|a group show in a non-profit gallery|
Types of Galleries-
Rental: This gallery is a space in which the artist rents for a flat rate rental fee for a designated amount of time. Occasionally the space also take a small commission, but not usually. The artist is typically required to handle all of the details that goes into showing in one of these spaces including promotion, food and beverages, hanging the show, PR, hosting the reception, etc. Sometimes the gallery space will also help with promotion, but the costs involved in the show and opening reception fall on the artist/renter. Showing in this type of a gallery doesn't hold as much prestige as a commercial gallery, but it is great experience for someone starting out. It's also a great option for putting together a group show.
Vanity: This type of gallery is similar to the rental gallery but not quite the same. They usually require a membership fee to be included in their shows instead of a one time rental fee. These galleries do usually do some of the promotion, but if you're looking to move up to the commercial gallery, showing in this type of venue generally won't help your resume.

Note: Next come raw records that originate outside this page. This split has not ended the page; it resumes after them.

//! Text rasterization: glyph layout and coverage drawing.

use crate::error::{PlanError, PlanResult};
use ab_glyph::{point, Font, Glyph, PxScale, ScaleFont};
use image::GrayImage;

/// Pixel height used when laying out glyphs. The bitmap is cropped and
/// downsampled to 7 rows afterwards, so this only needs to be large enough
/// to keep thin strokes from aliasing away.
const RASTER_PX: f32 = 48.0;

/// Render `text` into a grayscale coverage bitmap, cropped to the inked
/// bounding box. Deterministic for identical (text, font) inputs.
pub fn rasterize<F: Font>(text: &str, font: &F) -> PlanResult<GrayImage> {
    let scale = PxScale::from(RASTER_PX);
    let scaled = font.as_scaled(scale);

    let ascent = scaled.ascent();
    let line_height = (scaled.ascent() - scaled.descent()).ceil().max(1.0);

    // Lay out a single line with kerning and horizontal advances.
    let mut glyphs: Vec<Glyph> = Vec::new();
    let mut caret = 0.0f32;
    let mut prev = None;
    for ch in text.chars() {
        if ch.is_control() {
            continue;
        }
        let id = scaled.glyph_id(ch);
        if let Some(prev_id) = prev {
            caret += scaled.kern(prev_id, id);
        }
        glyphs.push(id.with_scale_and_position(scale, point(caret, ascent)));
        caret += scaled.h_advance(id);
        prev = Some(id);
    }

    let width = caret.ceil().max(1.0) as u32;
    let mut bitmap = GrayImage::new(width, line_height as u32);

    for glyph in glyphs {
        if let Some(outlined) = font.outline_glyph(glyph) {
            let bounds = outlined.px_bounds();
            outlined.draw(|x, y, coverage| {
                let px = bounds.min.x as i32 + x as i32;
                let py = bounds.min.y as i32 + y as i32;
                if px >= 0
                    && py >= 0
                    && (px as u32) < bitmap.width()
                    && (py as u32) < bitmap.height()
                {
                    let pixel = bitmap.get_pixel_mut(px as u32, py as u32);
                    // Overlapping glyphs keep the darker coverage.
                    pixel.0[0] = pixel.0[0].max((coverage * 255.0) as u8);
                }
            });
        }
    }

    crop_to_ink(&bitmap).ok_or(PlanError::EmptyRaster)
}

/// Crop away fully blank rows and columns around the inked region.
/// Returns `None` when the bitmap has no ink at all.
fn crop_to_ink(bitmap: &GrayImage) -> Option<GrayImage> {
    let mut min_x = u32::MAX;
    let mut min_y = u32::MAX;
    let mut max_x = 0u32;
    let mut max_y = 0u32;

    for (x, y, pixel) in bitmap.enumerate_pixels() {
        if pixel.0[0] > 0 {
            min_x = min_x.min(x);
            min_y = min_y.min(y);
            max_x = max_x.max(x);
            max_y = max_y.max(y);
        }
    }

    if min_x == u32::MAX {
        return None;
    }

    let cropped = image::imageops::crop_imm(
        bitmap,
        min_x,
        min_y,
        max_x - min_x + 1,
        max_y - min_y + 1,
    );
    Some(cropped.to_image())
}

Non-Profit: These galleries give artists the opportunity to show and sell your artwork, but also don't do much promotion for the artist. They often take a small commission, and sometimes require a rental fee and sometimes do not. These galleries are great for someone just starting out, especially students.
Co-op: These galleries are run by a group of artists and are there to promote each others work. Members share the responsibility of the cost of keeping the gallery running and of putting on the shows, as well as the upkeep of the gallery. This type of gallery requires a commitment to not only showing your own work, but for putting in the time and effort to keep the space running to show other artists work as well. Often, these galleries have studio space involved also and are more like a small artists community. These are great for someone looking to build relationships with other artists.
Art Center: Art centers may be privately run or run by the government, communities, or educational institutions. They often offer classes and workshops and include a gallery space as a supplemental part to the center. You may have the opportunity for a solo show here, but are more likely to be included in a group show. These are great places to look for 'call for entries' for juried group shows and competitions.
Commercial/Retail: These galleries are there to make a profit by selling an artists work. They promote a list of artists that they “represent”, require the artists to continue making new work, have an ongoing relationship with the artist, and take a commission on the sale of all work, typically anywhere from 30-50%. These galleries are better for the more mature and career-driven artist. Read more about commercial galleries and getting represented in tomorrows post, part 3.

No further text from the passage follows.